There is a pointless photograph of the acropolis at Selinus, called confusingly the Hill of the Temples (as the area at Akragas), which is overlain by a photo of an antefix from Temple E, which is not located there, but instead on yet another hill with temples just to the east. The magnificent Archaic sculptural metopes from Temple C are shown in easy-to-read thumbnail-pictures, while acrolithic heads from the metopes of Temple E (no mention is made of their Severe Style character) are treated out of context as independent objects. Mention on p. 59 that the discovery of, “many seals, papyri and tablets in the area of the temple [Temple C] suggests that the building may also have been used as a city records office,” comes as a surprise to this reviewer, who remains skeptical about such a degree of preservation. Temple E is shown reconstructed both on the interior and the exterior. It is given a hypaethral roof (the cella is open to the sky), which does not jump off the page either in the reconstruction or in the text (a better roof to illustrate would have been that of the Olympieion at Akragas). The picture of a fallen column on the steps of the enormous Temple G (on the scale of the Olympieion, but slightly earlier in date) does not give a sense for the immense size of the building — a photograph of the Cusa quarries, located several kilometers to the west of Selinus, would leave a greater impression. The propylon to the Malophoros sanctuary, an independently built area along a riverbank just west of the acropolis of Selinus, is shown on p.60 in a reconstruction that is a good example of the strengths of this kind of presentation. It is only regrettable that the well-framed photograph of the Zeus Melichios sanctuary, another sanctuary just upstream, could not have been accompanied by an overlay, as well. The text ends with vague references to ancient cemeteries surrounding the city that reads more as an edited afterthought than as useful information.

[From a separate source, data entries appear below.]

pub mod texture;

use bevy::prelude::*;
use std::collections::HashMap;
use std::sync::Arc;

/// Identity of a loaded model asset. Shared by every object that renders it.
#[derive(Debug, Clone, Copy, PartialEq, Eq, Hash, PartialOrd, Ord)]
pub struct ModelId(pub u32);

/// Keyframes of one bone for one action.
///
/// Position and rotation arrays are expected to have the same length. When
/// they don't, the shorter one decides the usable key count.
#[derive(Debug, Clone, Default)]
pub struct BoneKeys {
    pub positions: Vec<Vec3>,
    pub rotations: Vec<Quat>,
}

impl BoneKeys {
    pub fn key_count(&self) -> usize {
        self.positions.len().min(self.rotations.len())
    }

    pub fn is_empty(&self) -> bool {
        self.key_count() == 0
    }
}

#[derive(Debug, Clone)]
pub struct Bone {
    pub name: String,
    pub parent: Option<usize>,
    /// Indexed by action. A missing entry means the bone has no keys for it.
    pub actions: Vec<BoneKeys>,
}

impl Bone {
    pub fn keys(&self, action: usize) -> Option<&BoneKeys> {
        self.actions.get(action).filter(|keys| !keys.is_empty())
    }
}

#[derive(Debug, Clone, Copy, PartialEq)]
pub struct Action {
    pub key_count: usize,
    /// Keyframes advanced per second before the global speed multiplier.
    pub play_speed: f32,
    pub lock_root_position: bool,
}

impl Default for Action {
    fn default() -> Self {
        Self {
            key_count: 1,
            play_speed: 1.0,
            lock_root_position: false,
        }
    }
}

impl Action {
    pub fn is_animated(&self) -> bool {
        self.key_count > 1
    }
}

#[derive(Debug, Clone, Copy, PartialEq)]
pub struct ModelVertex {
    pub position: Vec3,
    pub normal: Vec3,
    pub uv: Vec2,
    pub bone: u16,
}

#[derive(Debug, Clone, Default)]
pub struct MeshDesc {
    pub texture_path: String,
    pub vertices: Vec<ModelVertex>,
    pub indices: Vec<u32>,
    pub two_sided: bool,
    /// Glow-style material that needs its own shader path.
    pub glow: bool,
}

/// Immutable model data supplied by the asset loader.
///
/// Model space is Z-up, as authored: the horizontal plane is XY.
#[derive(Debug, Clone, Default)]
pub struct ModelAsset {
    pub name: String,
    pub bones: Vec<Bone>,
    pub actions: Vec<Action>,
    pub meshes: Vec<MeshDesc>,
}

/// Inconsistencies tolerated at runtime but worth reporting once at load.
#[derive(Debug, Clone, PartialEq, Eq)]
pub enum AssetIssue {
    ParentAfterChild { bone: usize, parent: usize },
    MismatchedKeyCounts { bone: usize, action: usize, positions: usize, rotations: usize },
    KeylessBone { bone: usize, action: usize },
    VertexBoneOutOfRange { mesh: usize, bone: u16 },
    NoMeshes,
}

impl ModelAsset {
    pub fn bone_count(&self) -> usize {
        self.bones.len()
    }

    pub fn action(&self, index: usize) -> Option<&Action> {
        self.actions.get(index)
    }

    /// Nearest valid action index, or `None` when the model has no actions.
    pub fn clamp_action(&self, index: usize) -> Option<usize> {
        if self.actions.is_empty() {
            None
        } else {
            Some(index.min(self.actions.len() - 1))
        }
    }

    pub fn has_animated_actions(&self) -> bool {
        self.actions.iter().any(Action::is_animated)
    }

    /// True when the last key of the root bone repeats the first key's
    /// position, which marks an explicit loop point in some walk cycles.
    pub fn loop_restarts_early(&self, action: usize) -> bool {
        let Some(root) = self.bones.first() else {
            return false;
        };
        let Some(keys) = root.keys(action) else {
            return false;
        };
        let count = keys.key_count();
        if count < 3 {
            return false;
        }
        let displacement = keys.positions[count - 1] - keys.positions[0];
        displacement.length_squared() <= f32::EPSILON
    }

    pub fn validate(&self) -> Vec<AssetIssue> {
        let mut issues = Vec::new();

        if self.meshes.is_empty() {
            issues.push(AssetIssue::NoMeshes);
        }

        for (index, bone) in self.bones.iter().enumerate() {
            if let Some(parent) = bone.parent {
                if parent >= index {
                    issues.push(AssetIssue::ParentAfterChild { bone: index, parent });
                }
            }

            for (action_index, action) in self.actions.iter().enumerate() {
                match bone.actions.get(action_index) {
                    Some(keys) if keys.positions.len() != keys.rotations.len() => {
                        issues.push(AssetIssue::MismatchedKeyCounts {
                            bone: index,
                            action: action_index,
                            positions: keys.positions.len(),
                            rotations: keys.rotations.len(),
                        });
                    }
                    Some(keys) if !keys.is_empty() => {}
                    _ if action.key_count > 0 => {
                        issues.push(AssetIssue::KeylessBone {
                            bone: index,
                            action: action_index,
                        });
                    }
                    _ => {}
                }
            }
        }

        let bone_count = self.bones.len();
        for (mesh_index, mesh) in self.meshes.iter().enumerate() {
            if let Some(vertex) = mesh
                .vertices
                .iter()
                .find(|vertex| usize::from(vertex.bone) >= bone_count.max(1))
            {
                issues.push(AssetIssue::VertexBoneOutOfRange {
                    mesh: mesh_index,
                    bone: vertex.bone,
                });
            }
        }

        issues
    }
}

/// Loaded models keyed by id. Assets are shared read-only across objects.
#[derive(Resource, Default)]
pub struct ModelLibrary {
    models: HashMap<ModelId, Arc<ModelAsset>>,
}

impl ModelLibrary {
    pub fn insert(&mut self, id: ModelId, asset: ModelAsset) -> Arc<ModelAsset> {
        let issues = asset.validate();
        if !issues.is_empty() {
            warn!(
                "Model '{}' ({:?}) loaded with {} inconsistencies: {:?}",
                asset.name,
                id,
                issues.len(),
                issues
            );
        }
        let asset = Arc::new(asset);
        self.models.insert(id, asset.clone());
        asset
    }

    pub fn get(&self, id: ModelId) -> Option<&Arc<ModelAsset>> {
        self.models.get(&id)
    }

    pub fn remove(&mut self, id: ModelId) -> Option<Arc<ModelAsset>> {
        self.models.remove(&id)
    }

    pub fn len(&self) -> usize {
        self.models.len()
    }

    pub fn is_empty(&self) -> bool {
        self.models.is_empty()
    }
}

#[cfg(test)]
mod tests {
    use super::*;

    fn two_bone_model() -> ModelAsset {
        ModelAsset {
            name: "test".to_string(),
            bones: vec![
                Bone {
                    name: "root".to_string(),
                    parent: None,
                    actions: vec![BoneKeys {
                        positions: vec![Vec3::ZERO, Vec3::X, Vec3::ZERO],
                        rotations: vec![Quat::IDENTITY; 3],
                    }],
                },
                Bone {
                    name: "arm".to_string(),
                    parent: Some(0),
                    actions: vec![BoneKeys {
                        positions: vec![Vec3::Z; 3],
                        rotations: vec![Quat::IDENTITY; 2],
                    }],
                },
            ],
            actions: vec![Action {
                key_count: 3,
                ..Default::default()
            }],
            meshes: vec![MeshDesc::default()],
        }
    }

    #[test]
    fn clamp_action_picks_last_valid_index() {
        let model = two_bone_model();
        assert_eq!(model.clamp_action(0), Some(0));
        assert_eq!(model.clamp_action(17), Some(0));
        assert_eq!(ModelAsset::default().clamp_action(0), None);
    }

    #[test]
    fn loop_point_detected_from_root_displacement() {
        let model = two_bone_model();
        assert!(model.loop_restarts_early(0));
        assert!(!model.loop_restarts_early(1));
    }

    #[test]
    fn validate_reports_mismatched_key_counts() {
        let issues = two_bone_model().validate();
        assert_eq!(
            issues,
            vec![AssetIssue::MismatchedKeyCounts {
                bone: 1,
                action: 0,
                positions: 3,
                rotations: 2,
            }]
        );
    }

    #[test]
    fn validate_reports_parent_stored_after_child() {
        let mut model = two_bone_model();
        model.bones[0].parent = Some(1);
        assert!(
            model
                .validate()
                .contains(&AssetIssue::ParentAfterChild { bone: 0, parent: 1 })
        );
    }
}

The book’s treatment of Segesta provides a somewhat travel-weary overview of the significant structures and recent discoveries that have been made there. Segesta is known for its unfinished Doric temple and its elegant theater, but relatively recent fieldwork has opened new chapters in its history, including the exploration of a Swabian castle and the discovery of a twelfth century mosque. Both of these latter structures have been reconstructed in site publications,4 but they are simply mentioned here, presumably because they fall beyond the scope of the book. While it is not appropriate to show a reconstruction of the Temple, which is likely never to have been finished, some of the best examples of Greek building techniques can be seen here, including lifting bosses, alignment marks used to define the curvature of the stylobate, and columns which had yet to be fluted at the time the building-project was abandoned in the 420s B.C. Likewise, the reconstruction of the theater remains problematic for the state of conservation of its stage building. Whereas the text begins with a bang about reviving the places and spaces of Sicily’s ancient past, it ends with the din of academic controversy.

While the focus of this review has been on the relevance of such a book to travelers and visitors on-site (and it is available in many locations around the island), it is also a useful addition to any teaching library. As a view into the status quaestionis of reconstructing some of Sicily’s best known ancient monuments at the present moment, the book serves its purpose — as an introduction, which can raise many questions for further study and an impetus for one to go see these locations for oneself.

Notes

1. See R. Ross Holloway, “Architect and Engineer in Ancient Greece,” Harvard Studies in Classical Philology, 73 (1969), 281-290.

2. H. P. L’Orange, Art Forms and Civic Life in the Late Roman Empire, Princeton University Press, Princeton, 1965.

3. W.A. MacDonald, The Architecture of the Roman Empire, Volume II, An Urban Appraisal. Yale University Press, New Haven and London, 1968, 274-283.

4. A. Molinari, Segesta 2: il castello e la moschea, scavi 1989-1995, Flaccovio Editore, Palermo, 1997.